Work order >> Extract all lines in the data that contain the word "return".

The input >>
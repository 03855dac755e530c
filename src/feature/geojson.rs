use std::{
    fs::File,
    io::{BufReader, Read},
    path::Path,
};

use serde_json::{Map, Value};

use crate::feature::{FeatureRecord, Geometry, Ring};
use crate::foundation::error::{MapError, MapResult};

/// Property names probed, in order, when no label field is given.
pub const LABEL_CANDIDATES: &[&str] = &[
    "CTYUA23NM",
    "CTYUA21NM",
    "NAME",
    "name",
    "Name",
    "county",
    "COUNTY",
    "region",
    "REGION",
];

/// How the label property is chosen.
#[derive(Clone, Debug, Default, PartialEq, Eq)]
pub enum LabelField {
    /// Use exactly this property.
    Explicit(String),
    /// Use the first of [`LABEL_CANDIDATES`] present on any feature.
    #[default]
    Probe,
}

/// An ordered feature collection plus its shared spatial-reference context.
#[derive(Clone, Debug)]
pub struct FeatureCollection {
    pub records: Vec<FeatureRecord>,
    /// The property the labels were read from; `None` for an empty collection.
    pub label_field: Option<String>,
    /// Spatial reference name from the legacy `crs` member, if any.
    pub crs: Option<String>,
    /// Where the collection came from, for the manifest.
    pub source_name: String,
}

impl FeatureCollection {
    pub fn from_records(source_name: impl Into<String>, records: Vec<FeatureRecord>) -> Self {
        Self {
            records,
            label_field: None,
            crs: None,
            source_name: source_name.into(),
        }
    }

    pub fn len(&self) -> usize {
        self.records.len()
    }

    pub fn is_empty(&self) -> bool {
        self.records.is_empty()
    }

    /// Read a GeoJSON `FeatureCollection` from a file.
    pub fn read_path(path: &Path, label: &LabelField) -> MapResult<Self> {
        let f = File::open(path).map_err(|e| {
            MapError::source_failure(format!("open '{}': {e}", path.display()))
        })?;
        Self::from_reader(BufReader::new(f), label, path.display().to_string())
    }

    pub fn from_reader<R: Read>(
        reader: R,
        label: &LabelField,
        source_name: impl Into<String>,
    ) -> MapResult<Self> {
        let root: Value = serde_json::from_reader(reader)
            .map_err(|e| MapError::source_failure(format!("parse GeoJSON: {e}")))?;
        Self::from_value(root, label, source_name)
    }

    pub fn from_value(
        root: Value,
        label: &LabelField,
        source_name: impl Into<String>,
    ) -> MapResult<Self> {
        let source_name = source_name.into();
        let Value::Object(mut root) = root else {
            return Err(MapError::source_failure("GeoJSON root must be an object"));
        };
        match root.get("type").and_then(Value::as_str) {
            Some("FeatureCollection") => {}
            Some(other) => {
                return Err(MapError::source_failure(format!(
                    "expected a FeatureCollection, found '{other}'"
                )));
            }
            None => return Err(MapError::source_failure("GeoJSON root has no 'type'")),
        }

        let crs = root
            .get("crs")
            .and_then(|c| c.pointer("/properties/name"))
            .and_then(Value::as_str)
            .map(str::to_owned);

        let features = match root.remove("features") {
            Some(Value::Array(features)) => features,
            _ => {
                return Err(MapError::source_failure(
                    "FeatureCollection has no 'features' array",
                ));
            }
        };

        let mut raw = Vec::with_capacity(features.len());
        for (idx, feature) in features.into_iter().enumerate() {
            let Value::Object(mut feature) = feature else {
                return Err(MapError::source_failure(format!(
                    "feature {idx} is not an object"
                )));
            };
            let props = match feature.remove("properties") {
                Some(Value::Object(props)) => props,
                _ => Map::new(),
            };
            let geometry = parse_geometry(feature.remove("geometry").unwrap_or(Value::Null));
            raw.push((props, geometry));
        }

        let label_field = if raw.is_empty() {
            None
        } else {
            Some(resolve_label_field(&raw, label)?)
        };

        let records = raw
            .into_iter()
            .enumerate()
            .map(|(idx, (props, geometry))| {
                let label = label_field
                    .as_deref()
                    .and_then(|field| props.get(field))
                    .map(label_text)
                    .unwrap_or_default();
                FeatureRecord::new(idx, label, geometry)
            })
            .collect::<Vec<_>>();

        tracing::info!(
            source = %source_name,
            features = records.len(),
            label_field = label_field.as_deref().unwrap_or("-"),
            crs = crs.as_deref().unwrap_or("-"),
            "loaded feature collection"
        );

        Ok(Self {
            records,
            label_field,
            crs,
            source_name,
        })
    }
}

fn resolve_label_field(
    raw: &[(Map<String, Value>, Geometry)],
    label: &LabelField,
) -> MapResult<String> {
    let present = |field: &str| raw.iter().any(|(props, _)| props.contains_key(field));
    match label {
        LabelField::Explicit(field) => {
            if present(field) {
                Ok(field.clone())
            } else {
                Err(MapError::source_failure(format!(
                    "label field '{field}' is not present on any feature"
                )))
            }
        }
        LabelField::Probe => LABEL_CANDIDATES
            .iter()
            .find(|c| present(**c))
            .map(|c| (*c).to_owned())
            .ok_or_else(|| {
                MapError::source_failure(format!(
                    "no label field found; tried {}",
                    LABEL_CANDIDATES.join(", ")
                ))
            }),
    }
}

fn label_text(v: &Value) -> String {
    match v {
        Value::Null => String::new(),
        Value::String(s) => s.clone(),
        other => other.to_string(),
    }
}

fn parse_geometry(v: Value) -> Geometry {
    let mut obj = match v {
        Value::Object(obj) => obj,
        Value::Null => return Geometry::Empty,
        _ => return Geometry::Malformed("geometry is not an object".into()),
    };
    let kind = match obj.get("type").and_then(Value::as_str) {
        Some(kind) => kind.to_owned(),
        None => return Geometry::Malformed("geometry has no 'type'".into()),
    };
    let coords = obj.remove("coordinates").unwrap_or(Value::Null);
    match kind.as_str() {
        "Polygon" => match parse_rings(&coords) {
            Ok(rings) => Geometry::Polygon(rings),
            Err(e) => Geometry::Malformed(format!("Polygon: {e}")),
        },
        "MultiPolygon" => {
            let Some(parts) = coords.as_array() else {
                return Geometry::Malformed("MultiPolygon: coordinates must be an array".into());
            };
            let mut polys = Vec::with_capacity(parts.len());
            for (i, part) in parts.iter().enumerate() {
                match parse_rings(part) {
                    Ok(rings) => polys.push(rings),
                    Err(e) => {
                        return Geometry::Malformed(format!("MultiPolygon part {i}: {e}"));
                    }
                }
            }
            Geometry::MultiPolygon(polys)
        }
        _ => Geometry::Unsupported(kind),
    }
}

fn parse_rings(v: &Value) -> Result<Vec<Ring>, String> {
    let rings = v.as_array().ok_or("rings must be an array")?;
    rings
        .iter()
        .map(|ring| {
            ring.as_array()
                .ok_or_else(|| "ring must be an array".to_owned())?
                .iter()
                .map(parse_position)
                .collect::<Result<Ring, String>>()
        })
        .collect()
}

fn parse_position(v: &Value) -> Result<[f64; 2], String> {
    let pos = v.as_array().ok_or("position must be an array")?;
    match (
        pos.first().and_then(Value::as_f64),
        pos.get(1).and_then(Value::as_f64),
    ) {
        (Some(x), Some(y)) => Ok([x, y]),
        _ => Err(format!("position {v} needs two numbers")),
    }
}

#[cfg(test)]
mod tests {
    use super::*;

    fn collection(features: Value) -> Value {
        serde_json::json!({ "type": "FeatureCollection", "features": features })
    }

    fn square() -> Value {
        serde_json::json!({
            "type": "Polygon",
            "coordinates": [[[0, 0], [1, 0], [1, 1], [0, 1], [0, 0]]]
        })
    }

    #[test]
    fn probes_label_candidates_in_order() {
        let v = collection(serde_json::json!([
            { "type": "Feature", "properties": { "NAME": "Kent", "name": "kent" }, "geometry": square() },
            { "type": "Feature", "properties": { "NAME": 42 }, "geometry": square() },
            { "type": "Feature", "properties": {}, "geometry": square() },
        ]));
        let fc = FeatureCollection::from_value(v, &LabelField::Probe, "test").unwrap();
        assert_eq!(fc.label_field.as_deref(), Some("NAME"));
        let labels: Vec<_> = fc.records.iter().map(|r| r.label.as_str()).collect();
        assert_eq!(labels, ["Kent", "42", ""]);
        assert_eq!(fc.records[2].sequence_index, 2);
    }

    #[test]
    fn unresolved_label_field_is_a_source_error() {
        let v = collection(serde_json::json!([
            { "type": "Feature", "properties": { "code": "E1" }, "geometry": square() },
        ]));
        let err = FeatureCollection::from_value(v.clone(), &LabelField::Probe, "t").unwrap_err();
        assert!(matches!(err, MapError::Source(_)));

        let err = FeatureCollection::from_value(v, &LabelField::Explicit("NAME".into()), "t")
            .unwrap_err();
        assert!(err.to_string().contains("'NAME'"));
    }

    #[test]
    fn empty_collection_is_not_an_error() {
        let fc = FeatureCollection::from_value(collection(serde_json::json!([])), &LabelField::Probe, "t")
            .unwrap();
        assert!(fc.is_empty());
        assert_eq!(fc.label_field, None);
    }

    #[test]
    fn bad_geometry_is_kept_per_record() {
        let v = collection(serde_json::json!([
            { "type": "Feature", "properties": { "name": "a" }, "geometry": { "type": "Point", "coordinates": [0, 0] } },
            { "type": "Feature", "properties": { "name": "b" }, "geometry": { "type": "Polygon", "coordinates": [[["x", 0]]] } },
            { "type": "Feature", "properties": { "name": "c" }, "geometry": null },
            { "type": "Feature", "properties": { "name": "d" }, "geometry": {
                "type": "MultiPolygon", "coordinates": [[[[0, 0, 5], [1, 0, 5], [1, 1, 5], [0, 0, 5]]]]
            } },
        ]));
        let fc = FeatureCollection::from_value(v, &LabelField::Probe, "t").unwrap();
        assert_eq!(fc.records[0].geometry, Geometry::Unsupported("Point".into()));
        assert!(matches!(fc.records[1].geometry, Geometry::Malformed(_)));
        assert_eq!(fc.records[2].geometry, Geometry::Empty);
        assert!(fc.records[3].geometry.polygons().is_ok());
    }

    #[test]
    fn rejects_non_collections_and_reads_crs() {
        let err = FeatureCollection::from_value(
            serde_json::json!({ "type": "Feature" }),
            &LabelField::Probe,
            "t",
        )
        .unwrap_err();
        assert!(err.to_string().contains("FeatureCollection"));

        let mut v = collection(serde_json::json!([]));
        v["crs"] = serde_json::json!({ "type": "name", "properties": { "name": "EPSG:27700" } });
        let fc = FeatureCollection::from_value(v, &LabelField::Probe, "t").unwrap();
        assert_eq!(fc.crs.as_deref(), Some("EPSG:27700"));
    }
}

Written solution >>
            return Err(MapError::source_failure("GeoJSON root must be an object"));
                return Err(MapError::source_failure(format!(
            None => return Err(MapError::source_failure("GeoJSON root has no 'type'")),
                return Err(MapError::source_failure(
                return Err(MapError::source_failure(format!(
        Value::Null => return Geometry::Empty,
        _ => return Geometry::Malformed("geometry is not an object".into()),
        None => return Geometry::Malformed("geometry has no 'type'".into()),
                return Geometry::Malformed("MultiPolygon: coordinates must be an array".into());
                        return Geometry::Malformed(format!("MultiPolygon part {i}: {e}"));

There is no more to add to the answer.